## Stored data
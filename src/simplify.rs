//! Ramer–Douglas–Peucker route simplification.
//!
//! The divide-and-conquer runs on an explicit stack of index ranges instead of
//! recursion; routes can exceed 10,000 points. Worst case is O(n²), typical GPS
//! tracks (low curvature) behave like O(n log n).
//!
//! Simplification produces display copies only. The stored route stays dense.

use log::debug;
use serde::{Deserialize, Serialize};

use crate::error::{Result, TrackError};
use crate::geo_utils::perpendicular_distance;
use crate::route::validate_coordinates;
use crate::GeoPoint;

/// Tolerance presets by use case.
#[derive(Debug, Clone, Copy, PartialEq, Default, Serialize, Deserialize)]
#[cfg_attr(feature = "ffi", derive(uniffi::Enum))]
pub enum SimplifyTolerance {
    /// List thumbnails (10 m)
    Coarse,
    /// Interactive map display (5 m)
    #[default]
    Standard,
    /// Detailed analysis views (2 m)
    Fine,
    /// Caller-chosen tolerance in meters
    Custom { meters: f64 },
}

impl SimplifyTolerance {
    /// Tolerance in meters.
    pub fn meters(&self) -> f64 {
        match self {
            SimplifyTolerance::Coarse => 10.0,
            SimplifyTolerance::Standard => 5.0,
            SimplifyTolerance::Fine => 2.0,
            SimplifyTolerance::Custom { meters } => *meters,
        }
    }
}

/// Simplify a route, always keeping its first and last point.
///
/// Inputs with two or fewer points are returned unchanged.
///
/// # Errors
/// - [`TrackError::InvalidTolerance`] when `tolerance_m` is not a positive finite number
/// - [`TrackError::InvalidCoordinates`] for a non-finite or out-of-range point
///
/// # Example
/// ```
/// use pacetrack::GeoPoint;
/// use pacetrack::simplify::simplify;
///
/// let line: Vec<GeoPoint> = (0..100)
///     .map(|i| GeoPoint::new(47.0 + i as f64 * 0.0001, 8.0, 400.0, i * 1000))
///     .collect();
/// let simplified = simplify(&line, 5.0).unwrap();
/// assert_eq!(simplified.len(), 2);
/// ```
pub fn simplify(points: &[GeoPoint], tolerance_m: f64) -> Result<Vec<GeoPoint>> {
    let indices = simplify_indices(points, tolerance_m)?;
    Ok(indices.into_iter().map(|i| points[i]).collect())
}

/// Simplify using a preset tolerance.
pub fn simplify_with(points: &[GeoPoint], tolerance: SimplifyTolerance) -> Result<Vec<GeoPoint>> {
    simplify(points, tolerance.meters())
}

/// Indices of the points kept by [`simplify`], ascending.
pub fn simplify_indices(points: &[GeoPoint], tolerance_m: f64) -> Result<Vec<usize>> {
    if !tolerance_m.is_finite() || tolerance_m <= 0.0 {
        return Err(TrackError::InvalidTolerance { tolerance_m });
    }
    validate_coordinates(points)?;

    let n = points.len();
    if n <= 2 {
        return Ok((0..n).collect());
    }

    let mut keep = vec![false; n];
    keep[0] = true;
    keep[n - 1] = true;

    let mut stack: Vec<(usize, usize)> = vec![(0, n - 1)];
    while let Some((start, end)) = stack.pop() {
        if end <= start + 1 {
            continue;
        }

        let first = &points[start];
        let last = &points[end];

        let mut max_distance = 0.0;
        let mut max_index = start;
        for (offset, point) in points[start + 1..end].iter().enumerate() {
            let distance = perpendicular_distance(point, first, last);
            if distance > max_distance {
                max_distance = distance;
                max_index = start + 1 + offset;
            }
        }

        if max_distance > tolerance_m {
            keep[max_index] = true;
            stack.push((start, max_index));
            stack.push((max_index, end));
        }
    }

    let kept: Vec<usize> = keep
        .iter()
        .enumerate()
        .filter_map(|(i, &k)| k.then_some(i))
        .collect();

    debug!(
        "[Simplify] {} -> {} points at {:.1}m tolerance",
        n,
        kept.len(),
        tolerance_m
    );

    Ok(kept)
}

## YOUR GOAL
Where the line with "route stays dense." ends, your copy should end too; please return exactly the lines from the first line of the data through it.

## WRITTEN SOLUTION
filename src/simplify.rs
//! Ramer–Douglas–Peucker route simplification.
//!
//! The divide-and-conquer runs on an explicit stack of index ranges instead of
//! recursion; routes can exceed 10,000 points. Worst case is O(n²), typical GPS
//! tracks (low curvature) behave like O(n log n).
//!
//! Simplification produces display copies only. The stored route stays dense.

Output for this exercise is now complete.